Pendant trente ans nous avons dit, démontré et prouvé la nécessité pour toute société de moderniser son enseignement, comme elle modernise ses transports, ses postes et ses usines ; nous avons dénoncé, avant qu'il ne soit irrémédiable, le décalage dangereux qui se crée entre la vie mouvante familiale, sociale et technique et les pratiques désuètes d'une école qui s'obstine à vivre au rythme des crinolines et des chars à bancs,

Nous ne nous sommes pas contentés de critiquer. Nous avons amorcé la modernisation indispensable en créant et en mettant au point des outils nouveaux, qui donnent un meilleur rendement. En face des vieilles méthodes d'autorité et de passivité, nous instaurons peu à peu une école d'enthousiasme, de lumière et de travail.

 

Les paysans s'accommodaient naguère de leur vieil araire parce qu’ils n'avaient pas mieux à leur disposition. Mais du jour où les tracteurs ont, comme en se jouant, défoncé la terre, moissonné et ramené les gerbes, ils ont levé la tête. Le doute était né en eux Le progrès était en marche.

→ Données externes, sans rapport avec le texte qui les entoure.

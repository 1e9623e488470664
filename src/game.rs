//! The game aggregate: one owner for the room layout, player, session and
//! target, with entry points for input events, frames and countdown ticks.

use std::sync::Arc;
use std::time::Duration;

use glam::Vec3;
use log::{debug, info, warn};
use rand::Rng;

use crate::assets::AssetError;
use crate::boundary::BoundaryError;
use crate::capture::CaptureMode;
use crate::collision::RoomLayout;
use crate::frame::{FrameLimiter, Interval};
use crate::hud::{format_clock, HudSurface};
use crate::input::{Action, InputEvent, InputState, KeyBindings};
use crate::movement::{integrate, MoveOutcome, PlayerState};
use crate::obj::TriangleMesh;
use crate::pick::{try_pick, TargetObject};
use crate::session::{Phase, SessionEvent, SessionTimer};
use crate::world::WorldConfig;

const COUNTDOWN_PERIOD: Duration = Duration::from_secs(1);

/// What a click or tap did.
#[derive(Debug, Clone, Copy, PartialEq, Eq)]
pub enum TriggerOutcome {
    Ignored,
    /// Left the intro and started the countdown.
    Engaged,
    /// Re-acquired capture without picking.
    Captured,
    Hit,
    Miss,
}

pub struct GameState {
    config: WorldConfig,
    layout: RoomLayout,
    player: PlayerState,
    session: SessionTimer,
    target: Option<TargetObject>,
    input: Arc<InputState>,
    bindings: KeyBindings,
    capture: Box<dyn CaptureMode>,
    hud: Box<dyn HudSurface>,
    limiter: FrameLimiter,
    countdown: Interval,
}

Le jour où les autos ont sillonné les routes, le jeune cultivateur, intrigué, a rêvé de motorisation. L'époque des diligences était révolue.

Le jour où les instituteurs et les institutrices sauront qu'existent des méthodes et des outils qui mobilisent, dans les classes, cette vie qui en est depuis toujours bannie, qu’ils peuvent remplacer l'antique rédaction par des textes libres, les leçons ou les devoirs par l'étude du milieu, les échanges interscolaires et les conférences ; que le maître cessera alors d’être l'homme en proie aux enfants, pour devenir le guide généreux et fraternel ; le jour où ils seront persuadés que le soleil peut luire dans leur classe, motiver le travail, redonner confiance et joie, ce jour-là les éducateurs ne voudront plus continuer leur désespérante besogne Ils voudront vivre.

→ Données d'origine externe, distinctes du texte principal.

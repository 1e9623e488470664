use std::collections::HashSet;

use parking_lot::RwLock;
use serde::{Deserialize, Serialize};

use crate::movement::MoveInput;

#[cfg(target_arch = "wasm32")]
pub mod wasm;

/// Identifier for a physical keyboard key.
#[derive(Debug, Clone, Copy, PartialEq, Eq, Hash, Serialize, Deserialize)]
pub enum KeyCode {
    Named(NamedKey),
    Character(char),
}

impl KeyCode {
    /// Accepts plain names (`W`, `Escape`) as well as DOM codes (`KeyW`, `ArrowUp`).
    pub fn from_name(name: &str) -> Option<Self> {
        if let Some(key) = parse_named_key(name) {
            return Some(key);
        }
        let name = name.strip_prefix("Key").unwrap_or(name);
        let mut chars = name.chars();
        match (chars.next(), chars.next()) {
            (Some(ch), None) if ch.is_ascii_alphabetic() => {
                Some(Self::Character(ch.to_ascii_uppercase()))
            }
            _ => None,
        }
    }
}

fn parse_named_key(name: &str) -> Option<KeyCode> {
    use NamedKey::*;
    let key = match name {
        "Left" | "ArrowLeft" => Left,
        "Right" | "ArrowRight" => Right,
        "Up" | "ArrowUp" => Up,
        "Down" | "ArrowDown" => Down,
        "Escape" | "Esc" => Escape,
        _ => return None,
    };
    Some(KeyCode::Named(key))
}

/// Non-character keys the game reacts to.
#[derive(Debug, Clone, Copy, PartialEq, Eq, Hash, Serialize, Deserialize)]
pub enum NamedKey {
    Left,
    Right,
    Up,
    Down,
    Escape,
}

/// Game meaning of a key.
#[derive(Debug, Clone, Copy, PartialEq, Eq, Hash, Serialize, Deserialize)]
pub enum Action {
    Forward,
    Backward,
    Left,
    Right,
    Crouch,
    Cancel,
}

/// Maps keys to actions. Defaults to WASD, arrows, `C` to crouch and Escape to cancel.
#[derive(Debug, Clone, PartialEq, Serialize, Deserialize)]
pub struct KeyBindings {
    bindings: Vec<(KeyCode, Action)>,
}

impl Default for KeyBindings {
    fn default() -> Self {
        Self {
            bindings: vec![
                (KeyCode::Character('W'), Action::Forward),
                (KeyCode::Character('S'), Action::Backward),
                (KeyCode::Character('A'), Action::Left),
                (KeyCode::Character('D'), Action::Right),
                (KeyCode::Named(NamedKey::Up), Action::Forward),
                (KeyCode::Named(NamedKey::Down), Action::Backward),
                (KeyCode::Named(NamedKey::Left), Action::Left),
                (KeyCode::Named(NamedKey::Right), Action::Right),
                (KeyCode::Character('C'), Action::Crouch),
                (KeyCode::Named(NamedKey::Escape), Action::Cancel),
            ],
        }
    }
}

impl KeyBindings {
    pub fn action(&self, key: KeyCode) -> Option<Action> {
        self.bindings
            .iter()
            .find(|(bound, _)| *bound == key)
            .map(|(_, action)| *action)
    }

    fn keys_for(&self, action: Action) -> impl Iterator<Item = KeyCode> + '_ {
        self.bindings
            .iter()
            .filter(move |(_, bound)| *bound == action)
            .map(|(key, _)| *key)
    }
}

/// Discrete input delivered by the platform layer.
#[derive(Debug, Clone, Copy, PartialEq, Serialize, Deserialize)]
pub enum InputEvent {
    KeyDown(KeyCode),
    KeyUp(KeyCode),
    /// Click or tap. Its meaning depends on the session phase.
    Trigger,
    /// Pointer movement in pixels while capture is active.
    Look { dx: f32, dy: f32 },
}

/// Held-key set shared between event listeners and the frame driver.
#[derive(Debug, Default)]
pub struct InputState {
    keys: RwLock<HashSet<KeyCode>>,
}

impl InputState {
    pub fn new() -> Self {
        Self::default()
    }

    pub fn set_key_down(&self, key: KeyCode) {
        self.keys.write().insert(key);
    }

    pub fn set_key_up(&self, key: KeyCode) {
        self.keys.write().remove(&key);
    }

    pub fn is_action_held(&self, bindings: &KeyBindings, action: Action) -> bool {
        let keys = self.keys.read();
        bindings.keys_for(action).any(|key| keys.contains(&key))
    }

    /// Snapshot of the directional keys for one integration step.
    pub fn move_input(&self, bindings: &KeyBindings) -> MoveInput {
        MoveInput {
            forward: self.is_action_held(bindings, Action::Forward),
            backward: self.is_action_held(bindings, Action::Backward),
            left: self.is_action_held(bindings, Action::Left),
            right: self.is_action_held(bindings, Action::Right),
        }
    }

    pub fn clear(&self) {
        self.keys.write().clear();
    }
}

Et les parents, constatant l’intérêt nouveau que les enfants portent à l'Ecole, dresseront l’oreille eux aussi, en se posant la question : Pourquoi donc tous les maîtres ne travaillent-ils pas ainsi 7

Le processus de revivification de l'Ecole est désormais très sérieusement amorcé. Nous n’avons pas la prétention de nous en attribuer le mérite exclusif, mais nous pouvons dire cependant avec quelque orgueil, que ce sont nos techniques qui ont apporté les éléments décisifs d’action, comme l’invention et la création d'outils et de sources d'énergie nouveaux ont permis la modernisation technique de l'économie contemporaine.

Ces outils nouveaux continuent à faire leurs preuves, pour l’instant, dans un nombre sans cesse accru d'écoles-pilotes, qui sont tout à la fois des centres de recherche et des prototypes. Si l’expérience est déterminante, le texte libre, l'imprimerie, le journal scolaire, les échanges interscolaires, la lecture naturelle, l'histoire st le calcul vivants, les fichiers autocorrectifs, les conférences, les plans de travail, l’organisation coopérative remplaceront progressivement, mais sûrement, les méthodes dépassées.

Il n'y aura certes pas, du moins chez nous, une sorte de raz-de-marée pédagogique qui emporterait les vieilles mécaniques, sur les ruines desquelles pourrait fleurir une éducation renouvelée. Il ne nous est pas possible, dans ce domaine, de procéder comme certaines firmes industrielles qui rasent les artisanats asservis, pour instaurer à la place le travail à la chaîne ou l'automation. C'est à même la vie difficile de l'artisanat que nous devons créer les systèmes méthodiques les plus efficients ; c'est du vieux que nous devons faire éclore le nouveau, sans que le travail s’arrête un instant ni qu'en souffre la production.

C'est cette imbrication nécessaire entre les survivances traditionnelles et nos soucis de modernisation, l'obligation où nous nous trouvons de rééduquer nos techniciens à même cette déroutante complexité où chevauchent installations et techniques, qui compliquent, jusqu'à nous désespérer parfois, notre délicate entreprise.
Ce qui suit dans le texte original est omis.